> Records for this exercise
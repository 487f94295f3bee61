//! Environment-driven configuration for the demo binary.

use retail_observability::LogFormat;
use retail_products::EnergyTariff;

pub const LOG_FORMAT_VAR: &str = "RETAIL_LOG_FORMAT";
pub const ENERGY_RATE_VAR: &str = "RETAIL_ENERGY_RATE";

#[derive(Debug, Clone, PartialEq)]
pub struct DemoConfig {
    pub log_format: LogFormat,
    pub tariff: EnergyTariff,
    /// Problems found while reading the environment. Logged once tracing is up.
    pub warnings: Vec<String>,
}

impl DemoConfig {
    pub fn from_env() -> Self {
        Self::from_lookup(|key| std::env::var(key).ok())
    }

    /// Build from an arbitrary variable source; invalid values fall back to defaults.
    pub fn from_lookup(lookup: impl Fn(&str) -> Option<String>) -> Self {
        let mut warnings = Vec::new();

        let log_format = match lookup(LOG_FORMAT_VAR) {
            None => LogFormat::default(),
            Some(raw) => raw.parse::<LogFormat>().unwrap_or_else(|err| {
                warnings.push(format!("{LOG_FORMAT_VAR}: {err}; using json"));
                LogFormat::default()
            }),
        };

        let tariff = match lookup(ENERGY_RATE_VAR) {
            None => EnergyTariff::default(),
            Some(raw) => match raw.trim().parse::<f64>() {
                Ok(rate) => EnergyTariff::new(rate).unwrap_or_else(|err| {
                    warnings.push(format!("{ENERGY_RATE_VAR}: {err}; using default"));
                    EnergyTariff::default()
                }),
                Err(err) => {
                    warnings.push(format!("{ENERGY_RATE_VAR}: {err}; using default"));
                    EnergyTariff::default()
                }
            },
        };

        Self {
            log_format,
            tariff,
            warnings,
        }
    }
}

impl Default for DemoConfig {
    fn default() -> Self {
        Self::from_lookup(|_| None)
    }
}
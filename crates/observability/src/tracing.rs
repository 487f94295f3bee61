//! Tracing/logging initialization.

use core::str::FromStr;

use thiserror::Error;
use tracing_subscriber::EnvFilter;

/// Output format of the fmt subscriber.
#[derive(Debug, Clone, Copy, Default, PartialEq, Eq)]
pub enum LogFormat {
    #[default]
    Json,
    Pretty,
}

#[derive(Debug, Error, Clone, PartialEq, Eq)]
pub enum LogFormatError {
    #[error("unknown log format `{0}` (expected json or pretty)")]
    Unknown(String),
}

impl FromStr for LogFormat {
    type Err = LogFormatError;

    fn from_str(s: &str) -> Result<Self, Self::Err> {
        match s.trim().to_ascii_lowercase().as_str() {
            "json" => Ok(Self::Json),
            "pretty" => Ok(Self::Pretty),
            other => Err(LogFormatError::Unknown(other.to_string())),
        }
    }
}

/// Initialize tracing/logging for the process.
///
/// Filter comes from `RUST_LOG` (default `info`). Safe to call multiple times
/// (subsequent calls are no-ops).
pub fn init(format: LogFormat) {
    let filter = EnvFilter::try_from_default_env()
        .unwrap_or_else(|_| EnvFilter::new("info"));

    let builder = tracing_subscriber::fmt()
        .with_env_filter(filter)
        .with_timer(tracing_subscriber::fmt::time::SystemTime)
        .with_target(false);

    let _ = match format {
        LogFormat::Json => builder.json().try_init(),
        LogFormat::Pretty => builder.pretty().try_init(),
    };
}
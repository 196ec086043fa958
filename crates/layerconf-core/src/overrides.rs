//! External override values
//!
//! A flat mapping from dotted-path string to scalar value, typically
//! produced by the CLI flag parser at the program boundary. The engine
//! never mutates it; during interpolation an override shadows any
//! document-internal value at the same path.

use indexmap::IndexMap;

use crate::value::Value;

/// Caller-supplied override values, keyed by dotted path
#[derive(Debug, Clone, Default, PartialEq)]
pub struct Overrides {
    entries: IndexMap<String, Value>,
}

impl Overrides {
    /// Create an empty overrides mapping
    pub fn new() -> Self {
        Self::default()
    }

    /// Insert an override value for a dotted path
    pub fn insert(&mut self, path: impl Into<String>, value: impl Into<Value>) {
        self.entries.insert(path.into(), value.into());
    }

    /// Insert raw flag text, coercing it to a typed scalar
    ///
    /// Flag values arrive as text; coercion keeps them interchangeable
    /// with typed document values: "true"/"false" become booleans,
    /// integer and float literals become numbers, everything else stays
    /// a string.
    pub fn insert_raw(&mut self, path: impl Into<String>, raw: &str) {
        self.entries.insert(path.into(), coerce_scalar(raw));
    }

    /// Look up an override by its exact dotted path
    pub fn get(&self, path: &str) -> Option<&Value> {
        self.entries.get(path)
    }

    /// Check if there are no overrides
    pub fn is_empty(&self) -> bool {
        self.entries.is_empty()
    }

    /// Number of override entries
    pub fn len(&self) -> usize {
        self.entries.len()
    }

    /// Iterate over (path, value) pairs in insertion order
    pub fn iter(&self) -> impl Iterator<Item = (&String, &Value)> {
        self.entries.iter()
    }
}

impl From<IndexMap<String, Value>> for Overrides {
    fn from(entries: IndexMap<String, Value>) -> Self {
        Self { entries }
    }
}

impl FromIterator<(String, Value)> for Overrides {
    fn from_iter<T: IntoIterator<Item = (String, Value)>>(iter: T) -> Self {
        Self {
            entries: iter.into_iter().collect(),
        }
    }
}

/// Coerce raw flag text to a typed scalar
fn coerce_scalar(raw: &str) -> Value {
    match raw {
        "true" => return Value::Bool(true),
        "false" => return Value::Bool(false),
        "null" => return Value::Null,
        _ => {}
    }
    if let Ok(i) = raw.parse::<i64>() {
        return Value::Integer(i);
    }
    if let Ok(f) = raw.parse::<f64>() {
        return Value::Float(f);
    }
    Value::String(raw.to_string())
}
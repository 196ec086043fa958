//! layerconf CLI library
//!
//! This module exposes the CLI main function for use by wrappers that
//! want to bundle the CLI binary.

mod cli;

pub use cli::run;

> Task to carry out
Look for the word "text" in the data, then return every line that contains it.

> Answer
    /// Insert raw flag text, coercing it to a typed scalar
    /// Flag values arrive as text; coercion keeps them interchangeable
/// Coerce raw flag text to a typed scalar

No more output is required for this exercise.